SHARE



ABOUT THE AUTHOR


Terry Slattery
Terry Slattery, is a senior network engineer with decades of experience in the internetworking industry. Prior to joining Chesapeake NetCraftsmen as...
Read Full Bio >>
SHARE



Terry Slattery | September 04, 2014 |

 
   

QoS - It Really Is Important

QoS - It Really Is Important Tying together QoS, network monitoring, and the impact of packet loss

Tying together QoS, network monitoring, and the impact of packet loss

QoS Is Still Misunderstood
I received an email this week from a gentleman named Steve, who asked about QoS. It seems that some of his co-workers don't believe in QoS in their network. They evidently believe that the network has sufficient bandwidth that QoS is not needed. Steve, however, had read a couple of my blog posts about QoS, interface drops, and network performance. He was concerned that they needed QoS and wanted to learn more about the factors that indicate a need for it.

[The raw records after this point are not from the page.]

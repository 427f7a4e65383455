use serde::{Deserialize, Serialize};
use std::ops::{Add, Div, Mul, Neg, Sub};

use crate::LENGTH_EPSILON;

/// A vector in 3D Euclidean space.
#[derive(Debug, Clone, Copy, PartialEq, Serialize, Deserialize)]
pub struct Vec3 {
    pub x: f64,
    pub y: f64,
    pub z: f64,
}

impl Vec3 {
    pub const ZERO: Self = Self::new(0.0, 0.0, 0.0);
    pub const X: Self = Self::new(1.0, 0.0, 0.0);
    pub const Y: Self = Self::new(0.0, 1.0, 0.0);
    pub const Z: Self = Self::new(0.0, 0.0, 1.0);

    pub const fn new(x: f64, y: f64, z: f64) -> Self {
        Self { x, y, z }
    }

    pub fn dot(&self, other: &Self) -> f64 {
        self.x * other.x + self.y * other.y + self.z * other.z
    }

    pub fn cross(&self, other: &Self) -> Self {
        Self {
            x: self.y * other.z - self.z * other.y,
            y: self.z * other.x - self.x * other.z,
            z: self.x * other.y - self.y * other.x,
        }
    }

    pub fn length(&self) -> f64 {
        self.dot(self).sqrt()
    }

    /// Unit vector in the same direction, `None` for a (near) zero vector.
    pub fn normalized(&self) -> Option<Self> {
        let len = self.length();
        if len < LENGTH_EPSILON || !len.is_finite() {
            None
        } else {
            Some(*self / len)
        }
    }

    /// Angle in radians between the two vectors, in `[0, PI]`.
    pub fn angle_to(&self, other: &Self) -> f64 {
        let len_product = self.length() * other.length();
        if len_product < LENGTH_EPSILON {
            return 0.0;
        }
        (self.dot(other) / len_product).clamp(-1.0, 1.0).acos()
    }

    /// Component of `self` orthogonal to the unit vector `axis`.
    pub fn reject_from(&self, axis: &Self) -> Self {
        *self - *axis * self.dot(axis)
    }

    /// Some unit vector orthogonal to `self`. Returns `Vec3::X` for a zero vector.
    pub fn any_perpendicular(&self) -> Self {
        let helper = if self.x.abs() < 0.9 { Self::X } else { Self::Y };
        self.cross(&helper).normalized().unwrap_or(Self::X)
    }

    pub fn is_finite(&self) -> bool {
        self.x.is_finite() && self.y.is_finite() && self.z.is_finite()
    }

    pub fn to_array(&self) -> [f64; 3] {
        [self.x, self.y, self.z]
    }

    pub fn to_f32_array(&self) -> [f32; 3] {
        [self.x as f32, self.y as f32, self.z as f32]
    }
}

impl Add for Vec3 {
    type Output = Self;
    fn add(self, rhs: Self) -> Self::Output {
        Self::new(self.x + rhs.x, self.y + rhs.y, self.z + rhs.z)
    }
}

impl Sub for Vec3 {
    type Output = Self;
    fn sub(self, rhs: Self) -> Self::Output {
        Self::new(self.x - rhs.x, self.y - rhs.y, self.z - rhs.z)
    }
}

impl Mul<f64> for Vec3 {
    type Output = Self;
    fn mul(self, rhs: f64) -> Self::Output {
        Self::new(self.x * rhs, self.y * rhs, self.z * rhs)
    }
}

impl Mul<Vec3> for f64 {
    type Output = Vec3;
    fn mul(self, rhs: Vec3) -> Self::Output {
        rhs * self
    }
}

impl Div<f64> for Vec3 {
    type Output = Self;
    fn div(self, rhs: f64) -> Self::Output {
        Self::new(self.x / rhs, self.y / rhs, self.z / rhs)
    }
}

impl Neg for Vec3 {
    type Output = Self;
    fn neg(self) -> Self::Output {
        Self::new(-self.x, -self.y, -self.z)
    }
}

/// A vector in the sketch plane.
#[derive(Debug, Clone, Copy, PartialEq, Serialize, Deserialize)]
pub struct Vec2 {
    pub x: f64,
    pub y: f64,
}

impl Vec2 {
    pub const fn new(x: f64, y: f64) -> Self {
        Self { x, y }
    }

    pub fn dot(&self, other: &Self) -> f64 {
        self.x * other.x + self.y * other.y
    }

    /// Z component of the 3D cross product (signed parallelogram area).
    pub fn perp_dot(&self, other: &Self) -> f64 {
        self.x * other.y - self.y * other.x
    }

    pub fn length(&self) -> f64 {
        self.dot(self).sqrt()
    }

    pub fn normalized(&self) -> Option<Self> {
        let len = self.length();
        if len < LENGTH_EPSILON || !len.is_finite() {
            None
        } else {
            Some(Self::new(self.x / len, self.y / len))
        }
    }

    /// Counter-clockwise quarter turn.
    pub fn perp(&self) -> Self {
        Self::new(-self.y, self.x)
    }
}

impl Add for Vec2 {
    type Output = Self;
    fn add(self, rhs: Self) -> Self::Output {
        Self::new(self.x + rhs.x, self.y + rhs.y)
    }
}

impl Sub for Vec2 {
    type Output = Self;
    fn sub(self, rhs: Self) -> Self::Output {
        Self::new(self.x - rhs.x, self.y - rhs.y)
    }
}

impl Mul<f64> for Vec2 {
    type Output = Self;
    fn mul(self, rhs: f64) -> Self::Output {
        Self::new(self.x * rhs, self.y * rhs)
    }
}

impl Neg for Vec2 {
    type Output = Self;
    fn neg(self) -> Self::Output {
        Self::new(-self.x, -self.y)
    }
}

Over the years, I've written several articles about QoS, network monitoring, and the impact of packet loss on network performance. Since Steve asked about all of these, I thought that it would be useful to write a summary article that ties all the parts together.

The Impact of Packet Loss
It doesn't take much packet loss to negatively impact applications. With all the emphasis on network performance for real-time applications like video and voice, they are surprisingly resilient when faced with random packet loss. The codecs in popular use are able to interpolate between received data samples to synthesize samples that are close to what was lost. Our human sensory systems for visual and audio noise and dropouts are also very resilient and allow us to make sense of imperfectly operating systems. So these real-time applications tend to perform reasonably well when faced with packet loss.

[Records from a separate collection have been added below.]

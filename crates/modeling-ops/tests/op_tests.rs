use std::f64::consts::FRAC_PI_4;

use modeling_ops::*;
use part_geom::{Axis, Point2d, Point3d, Vec3};
use shape_kernel::{CurveKind, KernelCall, KernelIntrospect, RecordingKernel, ReferenceKernel};

fn p(x: f64, y: f64) -> Point2d {
    Point2d::new(x, y)
}

/// Stepped shaft section in the XY plane, revolved about X.
fn stepped_profile() -> Profile2d {
    Profile2d::polygon(
        &[p(0.0, 5.0), p(30.0, 5.0), p(30.0, 10.0), p(8.0, 10.0), p(8.0, 20.0), p(0.0, 20.0)],
        1e-9,
    )
    .unwrap()
}

fn revolved(kernel: &mut dyn KernelBundle) -> shape_kernel::SolidHandle {
    execute_revolve(kernel, &stepped_profile(), &SketchPlane::xy(), Point3d::ORIGIN, Vec3::X).unwrap()
}

// ── Construction ───────────────────────────────────────────────────────────

#[test]
fn revolve_produces_one_circle_per_profile_corner() {
    let mut kernel = ReferenceKernel::new();
    let solid = revolved(&mut kernel);
    let edges = kernel.list_edges(&solid);
    assert_eq!(edges.len(), 6);
    assert!(edges
        .iter()
        .all(|e| kernel.edge_curve_type(*e) == Some(CurveKind::Circle)));
    assert_eq!(kernel.list_faces(&solid).len(), 6);
}

#[test]
fn extrude_with_circular_hole() {
    let mut kernel = ReferenceKernel::new();
    let outer = Profile2d::polygon(&[p(-10.0, -10.0), p(10.0, -10.0), p(10.0, 10.0), p(-10.0, 10.0)], 1e-9)
        .unwrap();
    let hole = Profile2d::circle(Point2d::ORIGIN, 4.0);
    let solid = execute_extrude(&mut kernel, &outer, &[hole], &SketchPlane::xy(), Vec3::new(0.0, 0.0, 6.0))
        .unwrap();
    let circles = kernel
        .list_edges(&solid)
        .into_iter()
        .filter(|e| kernel.edge_curve_type(*e) == Some(CurveKind::Circle))
        .count();
    assert_eq!(circles, 2);
}

#[test]
fn extrude_rejects_zero_vector() {
    let mut kernel = ReferenceKernel::new();
    let outer = Profile2d::circle(Point2d::ORIGIN, 1.0);
    let result = execute_extrude(&mut kernel, &outer, &[], &SketchPlane::xy(), Vec3::ZERO);
    assert!(matches!(result, Err(OpError::InvalidParameter { .. })));
}

#[test]
fn self_intersecting_profile_surfaces_kernel_error() {
    let mut kernel = ReferenceKernel::new();
    let bowtie = Profile2d::polygon(&[p(0.0, 0.0), p(2.0, 2.0), p(2.0, 0.0), p(0.0, 1.0)], 1e-9).unwrap();
    let result = execute_extrude(&mut kernel, &bowtie, &[], &SketchPlane::xy(), Vec3::Z);
    assert!(matches!(
        result,
        Err(OpError::Kernel(shape_kernel::KernelError::SelfIntersectingProfile))
    ));
}

#[test]
fn rotated_plane_cutter_keeps_axial_extrusion() {
    let mut kernel = ReferenceKernel::new();
    let plane = SketchPlane::yz().rotated(FRAC_PI_4);
    let outer = Profile2d::polygon(&[p(-1.0, 6.0), p(1.0, 6.0), p(1.0, 8.0), p(-1.0, 8.0)], 1e-9).unwrap();
    let cutter = execute_extrude(&mut kernel, &outer, &[], &plane, Vec3::new(30.0, 0.0, 0.0)).unwrap();
    let axial = kernel
        .list_edges(&cutter)
        .into_iter()
        .filter_map(|e| kernel.line_endpoints(e))
        .filter(|(a, b)| (b.x - a.x).abs() > 29.0)
        .count();
    assert_eq!(axial, 4);
}

// ── Blends ─────────────────────────────────────────────────────────────────

#[test]
fn chamfer_with_empty_selection_returns_solid_without_kernel_call() {
    let mut kernel = RecordingKernel::new(ReferenceKernel::new());
    let outer = Profile2d::circle(Point2d::ORIGIN, 3.0);
    let solid = execute_extrude(&mut kernel, &outer, &[], &SketchPlane::xy(), Vec3::Z).unwrap();
    let faces = kernel.list_faces(&solid);
    kernel.clear();

    let solid = execute_chamfer(&mut kernel, solid, &[], 0.5).unwrap();
    let solid = execute_fillet(&mut kernel, solid, &[], 0.5).unwrap();
    assert!(kernel.calls().is_empty());
    assert_eq!(kernel.list_faces(&solid), faces);
}

#[test]
fn chamfer_rejects_negative_distance() {
    let mut kernel = ReferenceKernel::new();
    let solid = revolved(&mut kernel);
    let result = execute_chamfer(&mut kernel, solid, &[], -1.0);
    assert!(matches!(result, Err(OpError::InvalidParameter { .. })));
}

#[test]
fn chamfer_selected_circles_beyond_flange() {
    let mut kernel = ReferenceKernel::new();
    let solid = revolved(&mut kernel);
    let selector = EdgeSelector::CircleCenterBeyond {
        axis: Axis::X,
        threshold: 8.0,
        side: Side::Above,
    };
    let edges = select_edges(&kernel, &solid, &selector);
    // Corners at x = 30 only; the step at x = 8 is not strictly beyond.
    assert_eq!(edges.len(), 2);
    let before = kernel.list_edges(&solid).len();
    let solid = execute_chamfer(&mut kernel, solid, &edges, 0.5).unwrap();
    assert_eq!(kernel.list_edges(&solid).len(), before + edges.len());
}

#[test]
fn selection_is_stable_across_runs() {
    let mut kernel = ReferenceKernel::new();
    let solid = revolved(&mut kernel);
    let selector = EdgeSelector::CircleCenterBeyond {
        axis: Axis::X,
        threshold: 4.0,
        side: Side::Below,
    };
    let first = select_edges(&kernel, &solid, &selector);
    let second = select_edges(&kernel, &solid, &selector);
    assert_eq!(first, second);
    assert_eq!(first.len(), 2);
}

#[test]
fn fillet_axial_lines_at_offset() {
    let mut kernel = ReferenceKernel::new();
    // Square bar along X, corners at distance sqrt(2) * 2 from the axis.
    let outer = Profile2d::polygon(&[p(-2.0, -2.0), p(2.0, -2.0), p(2.0, 2.0), p(-2.0, 2.0)], 1e-9).unwrap();
    let bar = execute_extrude(&mut kernel, &outer, &[], &SketchPlane::yz(), Vec3::new(10.0, 0.0, 0.0))
        .unwrap();
    let selector = EdgeSelector::AxialLineAtOffset {
        axis: Axis::X,
        offset: 8.0f64.sqrt(),
        tolerance: 1e-6,
    };
    let edges = select_edges(&kernel, &bar, &selector);
    assert_eq!(edges.len(), 4);
    let bar = execute_fillet(&mut kernel, bar, &edges, 0.5).unwrap();
    assert!(select_edges(&kernel, &bar, &selector).is_empty());
    assert_eq!(kernel.list_faces(&bar).len(), 10);
}

// ── Booleans and patterns ──────────────────────────────────────────────────

#[test]
fn subtract_consumes_both_operands() {
    let mut kernel = ReferenceKernel::new();
    let base = revolved(&mut kernel);
    let cutter = execute_extrude(
        &mut kernel,
        &Profile2d::circle(Point2d::ORIGIN, 2.0),
        &[],
        &SketchPlane::yz(),
        Vec3::new(30.0, 0.0, 0.0),
    )
    .unwrap();
    let result = execute_boolean(&mut kernel, base, cutter, BooleanKind::Subtract).unwrap();
    assert_eq!(kernel.solid_count(), 1);
    assert!(!kernel.list_faces(&result).is_empty());
}

#[test]
fn radial_pattern_unions_every_instance() {
    for count in [2usize, 3] {
        let mut kernel = RecordingKernel::new(ReferenceKernel::new());
        let base = revolved(&mut kernel);
        let lug = |k: &mut RecordingKernel<ReferenceKernel>, y: f64| {
            let sq = Profile2d::polygon(&[p(-1.0, y), p(1.0, y), p(1.0, y + 2.0), p(-1.0, y + 2.0)], 1e-9)
                .unwrap();
            execute_extrude(k, &sq, &[], &SketchPlane::yz(), Vec3::new(-4.0, 0.0, 0.0)).unwrap()
        };
        let mount = lug(&mut kernel, 12.0);
        let tooth = lug(&mut kernel, 16.0);
        kernel.clear();

        let result = execute_radial_pattern(
            &mut kernel,
            base,
            vec![mount, tooth],
            Point3d::ORIGIN,
            Vec3::X,
            count,
        )
        .unwrap();
        assert_eq!(kernel.union_count(), 2 * count);
        assert_eq!(
            kernel.count(|c| matches!(c, KernelCall::Duplicate)),
            2 * (count - 1)
        );
        assert_eq!(kernel.inner().solid_count(), 1);
        assert!(!kernel.list_faces(&result).is_empty());
    }
}

#[test]
fn pattern_transforms_are_equal_steps() {
    let rotations = pattern_transforms(Point3d::ORIGIN, Vec3::X, 4);
    assert_eq!(rotations.len(), 4);
    assert!(rotations[0].is_identity());
    let q = rotations[1].transform_point(&Point3d::new(0.0, 1.0, 0.0));
    assert!((q.z - 1.0).abs() < 1e-12 && q.y.abs() < 1e-12);
}

#[test]
fn radial_pattern_rejects_zero_count() {
    let mut kernel = ReferenceKernel::new();
    let base = revolved(&mut kernel);
    let result = execute_radial_pattern(&mut kernel, base, Vec::new(), Point3d::ORIGIN, Vec3::X, 0);
    assert!(matches!(result, Err(OpError::InvalidParameter { .. })));
}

TCP, on the other hand, is seriously impacted by packet loss. The very small amounts of packet loss that impact TCP are what is surprising. We've been trained that TCP handles packet loss all on its own. From my perspective, our intuition on the volume of packet loss has been very wrong. I discovered the difference between reality and my intuition when I came across something that's been called The Mathis Equation, named after the principal author of the initial research paper on the topic of the impact of packet loss on TCP. I first wrote about it at Chesapeake Netcraftsmen.

The result is that packet loss of greater than 0.0001% (that's 0.000001 * packet_count) should be investigated. That's the point in the curve where packet loss begins to impact TCP performance. Could you use a larger packet loss figure? Sure. I wouldn't go any higher than 0.01% packet loss, due to the loss of throughput for TCP as shown in the Mathis Equation throughput chart. Since most business applications run on TCP, higher packet loss can have a significant impact on productivity.

Network Monitoring
How do you know that you have a problem? After all, if no congestion is occurring, QoS isn't necessary. This is where your Network Management System (NMS) becomes useful.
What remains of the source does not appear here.